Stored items
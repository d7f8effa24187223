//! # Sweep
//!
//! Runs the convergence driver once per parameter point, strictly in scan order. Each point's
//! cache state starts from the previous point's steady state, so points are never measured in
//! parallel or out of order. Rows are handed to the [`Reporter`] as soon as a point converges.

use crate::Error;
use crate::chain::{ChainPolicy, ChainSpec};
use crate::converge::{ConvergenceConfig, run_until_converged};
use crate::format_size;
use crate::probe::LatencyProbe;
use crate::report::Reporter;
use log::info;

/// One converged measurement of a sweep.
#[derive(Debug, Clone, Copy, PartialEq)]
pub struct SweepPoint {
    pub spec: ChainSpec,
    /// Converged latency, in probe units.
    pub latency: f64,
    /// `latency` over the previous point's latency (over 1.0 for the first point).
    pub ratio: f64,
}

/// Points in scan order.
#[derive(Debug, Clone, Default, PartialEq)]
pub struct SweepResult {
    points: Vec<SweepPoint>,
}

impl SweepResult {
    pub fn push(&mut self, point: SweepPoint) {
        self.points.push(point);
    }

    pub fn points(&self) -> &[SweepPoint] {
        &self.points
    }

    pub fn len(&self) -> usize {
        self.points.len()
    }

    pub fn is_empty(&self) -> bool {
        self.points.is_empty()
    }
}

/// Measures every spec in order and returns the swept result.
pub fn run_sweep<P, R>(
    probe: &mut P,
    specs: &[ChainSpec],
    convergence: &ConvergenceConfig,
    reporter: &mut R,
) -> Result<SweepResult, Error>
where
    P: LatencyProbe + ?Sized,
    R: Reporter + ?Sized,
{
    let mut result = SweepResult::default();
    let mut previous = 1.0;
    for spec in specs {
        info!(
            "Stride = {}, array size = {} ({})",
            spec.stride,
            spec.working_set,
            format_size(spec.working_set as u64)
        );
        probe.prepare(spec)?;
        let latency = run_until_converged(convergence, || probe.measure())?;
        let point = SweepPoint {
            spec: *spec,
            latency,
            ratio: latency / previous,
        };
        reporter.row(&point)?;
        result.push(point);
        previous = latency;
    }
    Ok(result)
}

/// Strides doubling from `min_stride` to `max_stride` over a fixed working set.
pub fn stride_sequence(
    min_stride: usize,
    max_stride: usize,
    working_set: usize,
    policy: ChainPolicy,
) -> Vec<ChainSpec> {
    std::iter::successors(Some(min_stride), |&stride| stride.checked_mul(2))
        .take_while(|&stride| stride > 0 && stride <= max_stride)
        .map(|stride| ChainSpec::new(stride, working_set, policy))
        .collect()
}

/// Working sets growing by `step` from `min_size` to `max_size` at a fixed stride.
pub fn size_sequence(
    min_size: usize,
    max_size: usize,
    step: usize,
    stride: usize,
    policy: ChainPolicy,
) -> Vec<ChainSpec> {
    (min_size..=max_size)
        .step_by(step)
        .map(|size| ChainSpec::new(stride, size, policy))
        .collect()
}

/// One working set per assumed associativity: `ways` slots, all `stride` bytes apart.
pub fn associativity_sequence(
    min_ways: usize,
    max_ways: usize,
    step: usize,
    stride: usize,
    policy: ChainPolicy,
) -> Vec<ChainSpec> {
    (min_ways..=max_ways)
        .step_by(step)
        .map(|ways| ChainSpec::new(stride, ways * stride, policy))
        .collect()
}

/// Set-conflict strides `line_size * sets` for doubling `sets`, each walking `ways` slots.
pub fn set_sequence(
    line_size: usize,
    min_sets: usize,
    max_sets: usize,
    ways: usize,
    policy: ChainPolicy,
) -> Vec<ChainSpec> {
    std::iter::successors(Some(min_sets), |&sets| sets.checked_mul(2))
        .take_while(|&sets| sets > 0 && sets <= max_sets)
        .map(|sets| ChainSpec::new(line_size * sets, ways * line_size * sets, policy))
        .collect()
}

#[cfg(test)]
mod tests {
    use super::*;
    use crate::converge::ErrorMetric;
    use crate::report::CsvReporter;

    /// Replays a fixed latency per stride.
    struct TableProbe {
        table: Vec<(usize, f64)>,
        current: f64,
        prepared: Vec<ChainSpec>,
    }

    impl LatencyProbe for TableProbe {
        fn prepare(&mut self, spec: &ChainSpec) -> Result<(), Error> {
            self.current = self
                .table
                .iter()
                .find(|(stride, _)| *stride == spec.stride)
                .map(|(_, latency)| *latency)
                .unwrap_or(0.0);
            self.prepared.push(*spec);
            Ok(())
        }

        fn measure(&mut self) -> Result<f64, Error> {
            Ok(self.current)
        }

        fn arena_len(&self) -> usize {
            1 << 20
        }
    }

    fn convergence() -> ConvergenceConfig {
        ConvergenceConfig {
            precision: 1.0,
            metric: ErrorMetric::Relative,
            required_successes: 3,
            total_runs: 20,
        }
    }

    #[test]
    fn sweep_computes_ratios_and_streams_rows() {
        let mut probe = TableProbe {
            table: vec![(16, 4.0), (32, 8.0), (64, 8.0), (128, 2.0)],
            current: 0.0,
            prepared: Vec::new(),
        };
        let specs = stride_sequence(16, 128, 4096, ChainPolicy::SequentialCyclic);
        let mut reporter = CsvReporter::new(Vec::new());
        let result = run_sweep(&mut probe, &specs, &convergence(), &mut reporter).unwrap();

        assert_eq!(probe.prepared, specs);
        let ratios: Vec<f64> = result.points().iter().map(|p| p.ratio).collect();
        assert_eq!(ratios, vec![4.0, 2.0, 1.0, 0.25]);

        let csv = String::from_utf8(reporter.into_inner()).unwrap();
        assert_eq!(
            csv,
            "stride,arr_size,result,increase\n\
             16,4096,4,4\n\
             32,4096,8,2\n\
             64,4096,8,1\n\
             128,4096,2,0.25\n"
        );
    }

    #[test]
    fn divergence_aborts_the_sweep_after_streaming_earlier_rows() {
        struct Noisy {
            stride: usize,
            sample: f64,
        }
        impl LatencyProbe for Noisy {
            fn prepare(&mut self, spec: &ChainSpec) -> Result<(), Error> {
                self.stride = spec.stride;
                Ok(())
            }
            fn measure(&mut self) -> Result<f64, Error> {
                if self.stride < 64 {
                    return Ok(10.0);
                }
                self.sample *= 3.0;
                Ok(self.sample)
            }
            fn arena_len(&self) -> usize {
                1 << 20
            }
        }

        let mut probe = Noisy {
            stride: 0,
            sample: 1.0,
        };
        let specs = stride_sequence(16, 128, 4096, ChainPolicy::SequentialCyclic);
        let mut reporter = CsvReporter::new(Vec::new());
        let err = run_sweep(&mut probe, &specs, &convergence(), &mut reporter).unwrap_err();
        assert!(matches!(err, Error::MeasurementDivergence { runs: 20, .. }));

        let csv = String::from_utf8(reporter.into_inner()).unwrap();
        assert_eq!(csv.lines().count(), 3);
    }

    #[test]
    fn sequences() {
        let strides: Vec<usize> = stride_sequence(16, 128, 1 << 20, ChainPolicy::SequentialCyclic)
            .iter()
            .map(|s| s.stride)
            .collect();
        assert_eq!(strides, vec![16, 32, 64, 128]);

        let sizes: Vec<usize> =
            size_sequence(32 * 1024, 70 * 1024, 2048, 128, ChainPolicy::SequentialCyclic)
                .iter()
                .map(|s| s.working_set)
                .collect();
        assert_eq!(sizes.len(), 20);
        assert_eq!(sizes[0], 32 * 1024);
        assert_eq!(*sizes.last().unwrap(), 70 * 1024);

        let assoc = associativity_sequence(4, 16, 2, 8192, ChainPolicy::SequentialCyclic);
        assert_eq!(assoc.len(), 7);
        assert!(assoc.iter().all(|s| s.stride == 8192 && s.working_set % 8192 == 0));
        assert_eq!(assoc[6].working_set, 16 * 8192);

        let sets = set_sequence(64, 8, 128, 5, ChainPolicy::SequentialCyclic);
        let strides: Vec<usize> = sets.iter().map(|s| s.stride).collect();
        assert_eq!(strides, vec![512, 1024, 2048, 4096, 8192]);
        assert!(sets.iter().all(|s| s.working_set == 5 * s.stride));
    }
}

---

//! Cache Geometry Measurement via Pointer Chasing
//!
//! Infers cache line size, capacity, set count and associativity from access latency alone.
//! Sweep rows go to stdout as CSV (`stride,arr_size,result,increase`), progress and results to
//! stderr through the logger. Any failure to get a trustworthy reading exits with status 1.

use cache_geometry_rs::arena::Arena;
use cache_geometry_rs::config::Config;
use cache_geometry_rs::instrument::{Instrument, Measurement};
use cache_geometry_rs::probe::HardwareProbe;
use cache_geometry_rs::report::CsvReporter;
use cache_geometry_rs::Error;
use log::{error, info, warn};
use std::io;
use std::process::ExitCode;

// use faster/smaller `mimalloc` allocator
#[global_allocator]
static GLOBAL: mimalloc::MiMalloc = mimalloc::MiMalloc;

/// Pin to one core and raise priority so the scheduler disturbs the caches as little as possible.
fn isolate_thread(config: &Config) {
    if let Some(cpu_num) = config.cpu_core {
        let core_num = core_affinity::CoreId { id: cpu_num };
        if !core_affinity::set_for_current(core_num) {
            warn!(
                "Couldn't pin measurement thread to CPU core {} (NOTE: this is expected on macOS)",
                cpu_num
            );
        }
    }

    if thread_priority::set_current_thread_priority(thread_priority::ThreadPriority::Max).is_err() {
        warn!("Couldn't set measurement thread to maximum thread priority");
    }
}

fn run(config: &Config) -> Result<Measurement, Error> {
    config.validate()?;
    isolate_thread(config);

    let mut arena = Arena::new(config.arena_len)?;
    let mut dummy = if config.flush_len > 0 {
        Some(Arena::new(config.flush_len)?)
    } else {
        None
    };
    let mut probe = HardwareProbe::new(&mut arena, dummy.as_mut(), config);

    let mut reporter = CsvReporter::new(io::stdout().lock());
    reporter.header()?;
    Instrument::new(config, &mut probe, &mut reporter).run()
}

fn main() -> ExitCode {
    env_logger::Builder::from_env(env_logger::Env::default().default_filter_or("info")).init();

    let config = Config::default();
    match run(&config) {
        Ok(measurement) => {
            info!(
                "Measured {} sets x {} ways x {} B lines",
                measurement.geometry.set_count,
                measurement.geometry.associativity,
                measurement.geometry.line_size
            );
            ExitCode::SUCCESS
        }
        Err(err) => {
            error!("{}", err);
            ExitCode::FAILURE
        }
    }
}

Task prompt
Of the entries above, repeat exactly the lines from the line with "pub struct SweepResult" through the line with "let latency = run_until_converged(convergence, ||", both of them included.

Exercise output
pub struct SweepResult {
    points: Vec<SweepPoint>,
}

impl SweepResult {
    pub fn push(&mut self, point: SweepPoint) {
        self.points.push(point);
    }

    pub fn points(&self) -> &[SweepPoint] {
        &self.points
    }

    pub fn len(&self) -> usize {
        self.points.len()
    }

    pub fn is_empty(&self) -> bool {
        self.points.is_empty()
    }
}

/// Measures every spec in order and returns the swept result.
pub fn run_sweep<P, R>(
    probe: &mut P,
    specs: &[ChainSpec],
    convergence: &ConvergenceConfig,
    reporter: &mut R,
) -> Result<SweepResult, Error>
where
    P: LatencyProbe + ?Sized,
    R: Reporter + ?Sized,
{
    let mut result = SweepResult::default();
    let mut previous = 1.0;
    for spec in specs {
        info!(
            "Stride = {}, array size = {} ({})",
            spec.stride,
            spec.working_set,
            format_size(spec.working_set as u64)
        );
        probe.prepare(spec)?;
        let latency = run_until_converged(convergence, || probe.measure())?;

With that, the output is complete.